The album Eddie Vedder said changed his musical landscape

Grunge rock was built upon a staunch DIY ethos and stripping back the sheen of mainstream rock music. Combining elements of punk, hardcore, and outsider music, the Seattle scene eventually came to define the American rock scene of the early 1990s, but the groups which led the charge were much more expansive in sound than the grunge moniker might give them credit for. Pearl Jam, for instance, were harbingers of grunge, but songwriter Eddie Vedder’s endlessly broad music taste brought multiple diverse layers of appeal to the band’s material.

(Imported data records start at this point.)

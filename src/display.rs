//! Renderers for tick snapshots.
//!
//! The core only hands over [`Snapshot`]s; how they are drawn is up to the
//! [`Renderer`]. Two plain renderers ship with the binary: a console status
//! view and JSON lines for piping into other tools.

use std::io::Write;

use crate::core::Result;
use crate::instance::{InstanceSnapshot, Status};
use crate::poller::Snapshot;

/// Consumer of per-tick snapshots.
pub trait Renderer {
    /// Draw one tick.
    fn update(&mut self, snapshot: &Snapshot) -> Result<()>;
}

/// One status line per instance.
///
/// ```text
/// [R] orders-api  Alloc: 6.5MB (max: 6.5MB)  PauseNs: 113µs (max: 113µs)
/// [E] localhost:1235 failed: Fetch error: connection refused
/// ```
pub struct ConsoleRenderer<W: Write> {
    out: W,
}

impl<W: Write> ConsoleRenderer<W> {
    /// Render into `out`.
    pub fn new(out: W) -> Self {
        Self { out }
    }

    /// Consume the renderer and return the writer.
    pub fn into_inner(self) -> W {
        self.out
    }

    fn write_instance(&mut self, instance: &InstanceSnapshot) -> Result<()> {
        let marker = match &instance.status {
            Status::Pending => "[-]",
            Status::Ok => "[R]",
            Status::Restarted => "[R!]",
            Status::Failed(_) => "[E]",
        };

        if let Status::Failed(error) = &instance.status {
            writeln!(self.out, "{marker} {} failed: {error}", instance.name)?;
            return Ok(());
        }

        write!(self.out, "{marker} {}", instance.name)?;
        for metric in &instance.metrics {
            write!(self.out, "  {}: {}", metric.label, metric.value)?;
            if let Some(max) = metric.max.as_ref().filter(|_| metric.available) {
                write!(self.out, " (max: {max})")?;
            }
        }
        writeln!(self.out)?;
        Ok(())
    }
}

impl<W: Write> Renderer for ConsoleRenderer<W> {
    fn update(&mut self, snapshot: &Snapshot) -> Result<()> {
        writeln!(self.out, "--- {} ---", snapshot.taken_at.format("%H:%M:%S"))?;
        for instance in &snapshot.instances {
            self.write_instance(instance)?;
        }
        self.out.flush()?;
        Ok(())
    }
}

/// One JSON document per tick.
pub struct JsonRenderer<W: Write> {
    out: W,
}

impl<W: Write> JsonRenderer<W> {
    /// Render into `out`.
    pub fn new(out: W) -> Self {
        Self { out }
    }

    /// Consume the renderer and return the writer.
    pub fn into_inner(self) -> W {
        self.out
    }
}

impl<W: Write> Renderer for JsonRenderer<W> {
    fn update(&mut self, snapshot: &Snapshot) -> Result<()> {
        serde_json::to_writer(&mut self.out, snapshot)?;
        writeln!(self.out)?;
        self.out.flush()?;
        Ok(())
    }
}

#[cfg(test)]
mod tests {
    use super::*;
    use crate::instance::MetricSnapshot;
    use crate::metrics::Kind;
    use chrono::{TimeZone, Utc};

    fn metric(label: &str, value: &str, max: Option<&str>) -> MetricSnapshot {
        MetricSnapshot {
            name: format!("memstats.{label}"),
            label: label.to_string(),
            kind: Kind::Memory,
            available: true,
            value: value.to_string(),
            series: vec![1, 2],
            max: max.map(str::to_string),
        }
    }

    fn snapshot() -> Snapshot {
        Snapshot {
            taken_at: Utc.with_ymd_and_hms(2024, 1, 2, 3, 4, 5).unwrap(),
            instances: vec![
                InstanceSnapshot {
                    name: "orders-api".to_string(),
                    address: "http://localhost:1234/debug/vars".to_string(),
                    cmdline: vec!["orders-api".to_string()],
                    status: Status::Ok,
                    metrics: vec![metric("Alloc", "1.0MB", Some("2.0MB"))],
                },
                InstanceSnapshot {
                    name: "billing".to_string(),
                    address: "http://localhost:1235/debug/vars".to_string(),
                    cmdline: Vec::new(),
                    status: Status::Restarted,
                    metrics: vec![metric("Sys", "3.0MB", None)],
                },
                InstanceSnapshot {
                    name: "localhost:1236".to_string(),
                    address: "http://localhost:1236/debug/vars".to_string(),
                    cmdline: Vec::new(),
                    status: Status::Failed("Fetch error: connection refused".to_string()),
                    metrics: Vec::new(),
                },
            ],
        }
    }

    #[test]
    fn test_console_lines() {
        let mut renderer = ConsoleRenderer::new(Vec::new());
        renderer.update(&snapshot()).unwrap();

        let output = String::from_utf8(renderer.into_inner()).unwrap();
        let lines: Vec<&str> = output.lines().collect();
        assert_eq!(
            lines,
            vec![
                "--- 03:04:05 ---",
                "[R] orders-api  Alloc: 1.0MB (max: 2.0MB)",
                "[R!] billing  Sys: 3.0MB",
                "[E] localhost:1236 failed: Fetch error: connection refused",
            ]
        );
    }

    #[test]
    fn test_json_lines() {
        let mut renderer = JsonRenderer::new(Vec::new());
        renderer.update(&snapshot()).unwrap();
        renderer.update(&snapshot()).unwrap();

        let output = String::from_utf8(renderer.into_inner()).unwrap();
        let docs: Vec<serde_json::Value> = output
            .lines()
            .map(|line| serde_json::from_str(line).unwrap())
            .collect();

        assert_eq!(docs.len(), 2);
        assert_eq!(docs[0]["instances"][0]["status"]["state"], "ok");
        assert_eq!(docs[0]["instances"][0]["metrics"][0]["kind"], "memory");
        assert_eq!(docs[0]["instances"][2]["status"]["error"], "Fetch error: connection refused");
        assert_eq!(docs[0]["taken_at"], "2024-01-02T03:04:05Z");
    }
}
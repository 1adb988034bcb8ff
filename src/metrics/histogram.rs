//! Bounded streaming histogram with merge-based compaction.
//!
//! Bins are kept sorted by value. Once the bin count exceeds the cap, the
//! two adjacent bins closest in value are merged into their count-weighted
//! average until the cap holds again. Memory stays bounded regardless of
//! how many samples are added, at the cost of approximate statistics.

use serde::Serialize;

/// Bin count used when a caller does not choose one.
pub const DEFAULT_BINS: usize = 20;

/// One `(value, count)` pair. Values are unique within a histogram.
#[derive(Debug, Clone, Copy, PartialEq, Eq, Serialize)]
pub struct Bin {
    /// Representative value.
    pub value: u64,
    /// Number of samples folded into this bin.
    pub count: u64,
}

/// Approximate distribution over `u64` samples.
#[derive(Debug, Clone, PartialEq, Eq)]
pub struct DistributionHistogram {
    bins: Vec<Bin>,
    max_bins: usize,
    total: u64,
}

impl DistributionHistogram {
    /// Create an empty histogram holding at most `max_bins` bins.
    ///
    /// A cap of zero is treated as one.
    pub fn new(max_bins: usize) -> Self {
        let max_bins = max_bins.max(1);
        Self {
            bins: Vec::with_capacity(max_bins + 1),
            max_bins,
            total: 0,
        }
    }

    /// Record one sample.
    pub fn add(&mut self, value: u64) {
        self.total += 1;

        match self.bins.binary_search_by_key(&value, |bin| bin.value) {
            Ok(idx) => self.bins[idx].count += 1,
            Err(idx) => {
                self.bins.insert(idx, Bin { value, count: 1 });
                self.compact();
            },
        }
    }

    /// Merge closest adjacent bins until the cap holds.
    ///
    /// On equal deltas the lowest pair wins.
    fn compact(&mut self) {
        while self.bins.len() > self.max_bins {
            let mut merge_at = 1;
            let mut min_delta = u64::MAX;
            for (idx, pair) in self.bins.windows(2).enumerate() {
                let delta = pair[1].value - pair[0].value;
                if delta < min_delta {
                    min_delta = delta;
                    merge_at = idx + 1;
                }
            }

            let left = self.bins[merge_at - 1];
            let right = self.bins[merge_at];
            let count = left.count + right.count;
            let weighted = u128::from(left.value) * u128::from(left.count)
                + u128::from(right.value) * u128::from(right.count);
            let value = u64::try_from(weighted / u128::from(count)).unwrap_or(u64::MAX);

            self.bins[merge_at - 1] = Bin { value, count };
            self.bins.remove(merge_at);
        }
    }

    /// Number of samples added so far.
    pub fn count(&self) -> u64 {
        self.total
    }

    /// Maximum number of bins.
    pub fn max_bins(&self) -> usize {
        self.max_bins
    }

    /// Current bins in ascending value order.
    pub fn bins(&self) -> &[Bin] {
        &self.bins
    }

    /// Number of bins currently held.
    pub fn len(&self) -> usize {
        self.bins.len()
    }

    /// True when no sample has been added.
    pub fn is_empty(&self) -> bool {
        self.total == 0
    }

    /// Sample mean, 0 when empty.
    #[allow(clippy::cast_precision_loss)]
    pub fn mean(&self) -> f64 {
        if self.total == 0 {
            return 0.0;
        }

        let sum: f64 = self
            .bins
            .iter()
            .map(|bin| bin.value as f64 * bin.count as f64)
            .sum();
        sum / self.total as f64
    }

    /// Population variance around the full-precision mean, 0 when empty.
    #[allow(clippy::cast_precision_loss)]
    pub fn variance(&self) -> f64 {
        if self.total == 0 {
            return 0.0;
        }

        let mean = self.mean();
        let sum: f64 = self
            .bins
            .iter()
            .map(|bin| {
                let delta = bin.value as f64 - mean;
                bin.count as f64 * delta * delta
            })
            .sum();
        sum / self.total as f64
    }

    /// Value of the first bin at which the cumulative count reaches
    /// `q * count()`, for `q` in `[0, 1]`.
    ///
    /// Returns 0 when empty and -1 if no bin qualifies.
    #[allow(clippy::cast_precision_loss)]
    pub fn quantile(&self, q: f64) -> i64 {
        if self.total == 0 {
            return 0;
        }

        let threshold = q * self.total as f64;
        let mut cumulative = 0u64;
        for bin in &self.bins {
            cumulative += bin.count;
            if cumulative as f64 >= threshold {
                return i64::try_from(bin.value).unwrap_or(i64::MAX);
            }
        }
        -1
    }

    /// Fraction of samples with value `<= x`, 0 when empty.
    #[allow(clippy::cast_precision_loss)]
    pub fn cdf(&self, x: u64) -> f64 {
        if self.total == 0 {
            return 0.0;
        }

        let below: u64 = self
            .bins
            .iter()
            .take_while(|bin| bin.value <= x)
            .map(|bin| bin.count)
            .sum();
        below as f64 / self.total as f64
    }

    /// Smallest bin value, 0 when empty.
    pub fn min(&self) -> u64 {
        self.bins.first().map_or(0, |bin| bin.value)
    }

    /// Largest bin value, 0 when empty.
    pub fn max(&self) -> u64 {
        self.bins.last().map_or(0, |bin| bin.value)
    }

    /// Parallel value and count arrays for bar chart rendering.
    pub fn barchart_data(&self) -> (Vec<u64>, Vec<u64>) {
        self.bins.iter().map(|bin| (bin.value, bin.count)).unzip()
    }
}

impl Default for DistributionHistogram {
    fn default() -> Self {
        Self::new(DEFAULT_BINS)
    }
}

impl Extend<u64> for DistributionHistogram {
    fn extend<I: IntoIterator<Item = u64>>(&mut self, iter: I) {
        for value in iter {
            self.add(value);
        }
    }
}

#[cfg(test)]
mod tests {
    use super::*;

    fn filled(max_bins: usize, values: &[u64]) -> DistributionHistogram {
        let mut hist = DistributionHistogram::new(max_bins);
        hist.extend(values.iter().copied());
        hist
    }

    #[test]
    fn test_empty_histogram_is_all_zero() {
        let hist = DistributionHistogram::new(10);
        assert_eq!(hist.count(), 0);
        assert_eq!(hist.mean(), 0.0);
        assert_eq!(hist.variance(), 0.0);
        assert_eq!(hist.quantile(0.5), 0);
        assert_eq!(hist.cdf(100), 0.0);
        assert_eq!(hist.min(), 0);
        assert_eq!(hist.max(), 0);
        assert_eq!(hist.barchart_data(), (vec![], vec![]));
    }

    #[test]
    fn test_add_keeps_bins_sorted_and_unique() {
        let hist = filled(10, &[30, 10, 20, 10, 30, 30]);
        assert_eq!(
            hist.bins(),
            &[
                Bin { value: 10, count: 2 },
                Bin { value: 20, count: 1 },
                Bin { value: 30, count: 3 },
            ]
        );
        assert_eq!(hist.count(), 6);
    }

    #[test]
    fn test_add_never_exceeds_max_bins() {
        let mut hist = DistributionHistogram::new(5);
        for value in (0..1000u64).map(|v| v * 7919 % 1009) {
            hist.add(value);
            assert!(hist.len() <= 5);
        }
        assert_eq!(hist.count(), 1000);
        assert_eq!(hist.bins().iter().map(|b| b.count).sum::<u64>(), 1000);
    }

    #[test]
    fn test_compaction_merges_closest_pair() {
        // 10 and 12 are closest: merged to (10*1 + 12*1) / 2 = 11
        let hist = filled(3, &[0, 10, 12, 100]);
        assert_eq!(
            hist.bins(),
            &[
                Bin { value: 0, count: 1 },
                Bin { value: 11, count: 2 },
                Bin { value: 100, count: 1 },
            ]
        );
    }

    #[test]
    fn test_compaction_tie_picks_lowest_pair() {
        // deltas are all 10; the first pair (0, 10) must merge
        let hist = filled(3, &[0, 10, 20, 30]);
        assert_eq!(
            hist.bins(),
            &[
                Bin { value: 5, count: 2 },
                Bin { value: 20, count: 1 },
                Bin { value: 30, count: 1 },
            ]
        );
    }

    #[test]
    fn test_merge_uses_weighted_truncating_average() {
        let hist = filled(1, &[10, 10, 11]);
        // (10*2 + 11*1) / 3 = 10 (truncated)
        assert_eq!(hist.bins(), &[Bin { value: 10, count: 3 }]);
    }

    #[test]
    fn test_zero_max_bins_clamped() {
        let hist = filled(0, &[1, 2, 3]);
        assert_eq!(hist.max_bins(), 1);
        assert_eq!(hist.len(), 1);
    }

    #[test]
    fn test_mean_and_variance() {
        let hist = filled(20, &[50, 100, 150]);
        assert_eq!(hist.mean(), 100.0);
        assert!((hist.variance() - 5000.0 / 3.0).abs() < 1e-9);
    }

    #[test]
    fn test_quantile_boundaries() {
        let hist = filled(20, &[50, 100, 150]);
        assert_eq!(hist.quantile(0.0), 50);
        assert_eq!(hist.quantile(0.5), 100);
        assert_eq!(hist.quantile(0.99), 150);
        assert_eq!(hist.quantile(1.0), 150);
        assert_eq!(hist.quantile(1.5), -1);
    }

    #[test]
    fn test_cdf() {
        let hist = filled(20, &[50, 100, 150, 150]);
        assert_eq!(hist.cdf(10), 0.0);
        assert_eq!(hist.cdf(100), 0.5);
        assert_eq!(hist.cdf(150), 1.0);
    }

    #[test]
    fn test_barchart_data_is_parallel() {
        let hist = filled(20, &[3, 1, 3]);
        assert_eq!(hist.barchart_data(), (vec![1, 3], vec![1, 2]));
        assert_eq!(hist.min(), 1);
        assert_eq!(hist.max(), 3);
    }
}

From an early age, Vedder fostered an incredibly diverse record collection, incorporating everything from classic rock to hardcore punk. Of course, it was the punk influences which came to define Vedder’s sound with Pearl Jam, but the songwriter always seemed keen to expand his repertoire.

Seemingly, he moved through life, soaking up inspiration from every venue available to him, embracing the sounds of Motown, noise rock, folk, new wave, and everything in between. A particular moment of inspiration came when Vedder discovered a 1982 compilation album called Music and Rhythm.

Released by former Genesis musician Peter Gabriel, Music and Rhythm was released as a benefit album for his WOMAD (World of Music, Arts, and Dance) organisation. The organisation was first set up in 1980 by Gabriel alongside a range of other creatives and artists. Predominantly, WOMAD exists as a festival, with the first held in 1982 in Shepton Mallet, boasting a line-up which included the likes of The Beat, Echo and the Bunnymen, Imrat Khan, Prince Nico Mbarga, and Simple Minds, among many others.

Alongside the festival, Gabriel oversaw the release of the Music and Rhythm benefit album, which featured many of the same musicians. Seemingly, the record caught Vedder’s eye due to the involvement of The Who’s Pete Townshend, who has always been a heroic figure for the Pearl Jam songwriter. “Peter Gabriel put this world-music compilation out. I got it simply because there was a Pete Townshend song called ‘Ascension Two’ on it, this bizarre jam,” he once shared.

Townshend’s strange composition was far from being the stand-out on Music and Rhythm, which acted as a kind of sonic trip around the globe—incorporating the latest sounds from the United Kingdom alongside euphoric voices from far-flung corners of Africa and Asia. “The album also had the Drummers From Burundi, a Balinese monkey chant, Nusrat Fateh Ali Khan,” Vedder recalled.

For a young man whose musical diet was largely limited to classic rock and punk, the compilation album came as a revelation to Eddie Vedder. “It just opened up my musical landscape,” he admitted, adding: “Years later, I actually got to play in a band with Nusrat for a couple of days, and it was incredible.” Seemingly, the album started a lifelong love affair with the incredibly broad landscape of ‘world music’. 

Nusrat Fateh Ali Khan is among Pakistan’s most prominent artists, devoting himself to sharing Sufi qawwali music. That style might be an unlikely love for a grunge icon like Vedder, but his love of the Pakistani musician speaks to his endlessly broad range of musical influences. It is that sonic diversity which has allowed Pearl Jam to enjoy such an enduring career in music, contrasting many of their grunge contemporaries who struggled to adapt to the changing tides of rock music.